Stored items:
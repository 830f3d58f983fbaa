use chrono::{DateTime, Utc};
use clap::Subcommand;
use kabaddi_core::{Match, MatchDraft, MatchStatus, MatchStatusFilter, ScoreInput, Team};
use kabaddi_store::{KeyValueStore, MatchDetails};
use serde_json::json;

use super::{or_dash, CommandError, Context};

#[derive(Subcommand)]
pub enum MatchAction {
    /// Schedule a match between two teams.
    Create {
        home_team_id: String,
        away_team_id: String,
        #[arg(long)]
        location: String,
        #[arg(long)]
        ground: String,
        /// RFC 3339 start time, e.g. 2026-11-02T18:30:00Z
        #[arg(long)]
        start: DateTime<Utc>,
    },
    /// List matches.
    List {
        /// all, scheduled, in-progress or completed
        #[arg(long, default_value_t = MatchStatusFilter::All)]
        status: MatchStatusFilter,
    },
    /// Edit a match's teams, venue or start time. Status and result are kept.
    Update {
        match_id: String,
        #[arg(long)]
        home: Option<String>,
        #[arg(long)]
        away: Option<String>,
        #[arg(long)]
        location: Option<String>,
        #[arg(long)]
        ground: Option<String>,
        /// RFC 3339 start time
        #[arg(long)]
        start: Option<DateTime<Utc>>,
    },
    /// Show a match with both teams.
    Show { match_id: String },
    /// Move a scheduled match to in-progress.
    Start { match_id: String },
    /// Record the final score and complete the match.
    Complete {
        match_id: String,
        home_score: String,
        away_score: String,
        #[arg(long)]
        best_raider: Option<String>,
        #[arg(long)]
        best_defender: Option<String>,
    },
    /// Overwrite a match's status without transition checks.
    Status { match_id: String, status: MatchStatus },
    /// Show the recorded result of a match.
    Result { match_id: String },
    /// Delete a match.
    Delete { match_id: String },
}

pub async fn run<S: KeyValueStore>(ctx: &Context<S>, action: MatchAction) -> anyhow::Result<()> {
    let org = &ctx.org;
    match action {
        MatchAction::Create {
            home_team_id,
            away_team_id,
            location,
            ground,
            start,
        } => {
            let fixture = org
                .create_match(&MatchDraft {
                    home_team_id,
                    away_team_id,
                    location,
                    ground_name: ground,
                    start_time: start,
                })
                .await?;
            ctx.emit(&fixture, || format!("Scheduled match {}", fixture.id))
        }
        MatchAction::List { status } => {
            let matches = org.matches(status).await;
            let teams = org.helper().get_teams().await;
            ctx.emit(&matches, || {
                if matches.is_empty() {
                    return format!("No matches ({status})");
                }
                matches
                    .iter()
                    .map(|m| match_line(m, &teams))
                    .collect::<Vec<_>>()
                    .join("\n")
            })
        }
        MatchAction::Update {
            match_id,
            home,
            away,
            location,
            ground,
            start,
        } => {
            let current = org.match_details(&match_id).await?.fixture;
            let draft = MatchDraft {
                home_team_id: home.unwrap_or(current.home_team_id),
                away_team_id: away.unwrap_or(current.away_team_id),
                location: location.unwrap_or(current.location),
                ground_name: ground.unwrap_or(current.ground_name),
                start_time: start.unwrap_or(current.start_time),
            };
            let fixture = org.update_match(&match_id, &draft).await?;
            ctx.emit(&fixture, || format!("Updated match {}", fixture.id))
        }
        MatchAction::Show { match_id } => {
            let details = org.match_details(&match_id).await?;
            let value = json!({
                "match": details.fixture,
                "homeTeam": details.home,
                "awayTeam": details.away,
            });
            ctx.emit(&value, || match_card(&details))
        }
        MatchAction::Start { match_id } => {
            let fixture = org.start_match(&match_id).await?;
            ctx.emit(&fixture, || format!("Match {} is {}", fixture.id, fixture.status))
        }
        MatchAction::Complete {
            match_id,
            home_score,
            away_score,
            best_raider,
            best_defender,
        } => {
            let scores = ScoreInput::parse(&home_score, &away_score)?;
            let fixture = org
                .record_result(&match_id, scores, best_raider, best_defender)
                .await?;
            ctx.emit(&fixture, || {
                format!(
                    "Final {}-{}, winner: {}",
                    scores.home,
                    scores.away,
                    fixture.winner_team_id().unwrap_or("draw")
                )
            })
        }
        MatchAction::Status { match_id, status } => {
            let fixture = org.set_match_status(&match_id, status).await?;
            ctx.emit(&fixture, || format!("Match {} is {}", fixture.id, fixture.status))
        }
        MatchAction::Result { match_id } => {
            let details = org.match_details(&match_id).await?;
            let Some(result) = details.fixture.result.as_ref() else {
                return Err(CommandError::Rejected(format!("match {match_id} has no result")).into());
            };
            ctx.emit(result, || result_text(&details))
        }
        MatchAction::Delete { match_id } => {
            if !org.delete_match(&match_id).await? {
                return Err(CommandError::Rejected(format!("match not found: {match_id}")).into());
            }
            ctx.emit(&json!({ "deleted": match_id }), || {
                format!("Deleted match {match_id}")
            })
        }
    }
}

fn team_name<'a>(teams: &'a [Team], id: &'a str) -> &'a str {
    teams
        .iter()
        .find(|t| t.id == id)
        .map(|t| t.name.as_str())
        .unwrap_or(id)
}

fn match_line(m: &Match, teams: &[Team]) -> String {
    let score = m
        .result
        .as_ref()
        .map(|r| format!("  {}-{}", r.home_score, r.away_score))
        .unwrap_or_default();
    format!(
        "{}  {} vs {}  [{}]  {}{}",
        m.id,
        team_name(teams, &m.home_team_id),
        team_name(teams, &m.away_team_id),
        m.status,
        m.start_time.format("%Y-%m-%d %H:%M"),
        score
    )
}

fn side_name<'a>(team: Option<&'a Team>, id: &'a str) -> &'a str {
    team.map(|t| t.name.as_str()).unwrap_or(id)
}

fn match_card(details: &MatchDetails) -> String {
    let m = &details.fixture;
    let mut out = format!(
        "{} vs {}\nid: {}\nstatus: {}\nstart: {}\nground: {}, {}",
        side_name(details.home.as_ref(), &m.home_team_id),
        side_name(details.away.as_ref(), &m.away_team_id),
        m.id,
        m.status,
        m.start_time.to_rfc3339(),
        m.ground_name,
        m.location
    );
    if m.result.is_some() {
        out.push('\n');
        out.push_str(&result_text(details));
    }
    out
}

fn result_text(details: &MatchDetails) -> String {
    let m = &details.fixture;
    let Some(result) = m.result.as_ref() else {
        return "no result".to_string();
    };
    let winner = match result.winner_team_id.as_deref() {
        Some(id) if id == m.home_team_id => side_name(details.home.as_ref(), id),
        Some(id) if id == m.away_team_id => side_name(details.away.as_ref(), id),
        Some(id) => id,
        None => "draw",
    };
    format!(
        "score: {}-{}\nwinner: {}\nbest raider: {}\nbest defender: {}",
        result.home_score,
        result.away_score,
        winner,
        or_dash(result.best_raider.as_deref()),
        or_dash(result.best_defender.as_deref())
    )
}

#[cfg(test)]
mod tests {
    use super::*;
    use kabaddi_store::fixtures;

    fn details(id: &str) -> MatchDetails {
        let teams = fixtures::sample_teams();
        let fixture = fixtures::sample_matches()
            .into_iter()
            .find(|m| m.id == id)
            .unwrap();
        let find = |id: &str| teams.iter().find(|t| t.id == id).cloned();
        MatchDetails {
            home: find(&fixture.home_team_id),
            away: find(&fixture.away_team_id),
            fixture,
        }
    }

    #[test]
    fn test_result_text_names_winner() {
        let text = result_text(&details("m2"));
        assert!(text.contains("score: 35-32"));
        assert!(text.contains("winner: Desert Storm"));
        assert!(text.contains("best raider: Vikram Rathore"));
    }

    #[test]
    fn test_match_card_with_deleted_team() {
        let mut d = details("m1");
        d.home = None;
        let card = match_card(&d);
        assert!(card.starts_with("t1 vs Desert Storm"));
        assert!(card.contains("status: scheduled"));
        assert!(!card.contains("score:"));
    }

    #[test]
    fn test_match_line_shows_score() {
        let teams = fixtures::sample_teams();
        let m2 = details("m2").fixture;
        let line = match_line(&m2, &teams);
        assert!(line.starts_with("m2  Desert Storm vs Thunderbolts  [completed]"));
        assert!(line.ends_with("35-32"));
    }
}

## EXERCISE PROMPT
Of the lines above, show those in which "progress" appears.

## SOLUTION BELOW
        /// all, scheduled, in-progress or completed
    /// Move a scheduled match to in-progress.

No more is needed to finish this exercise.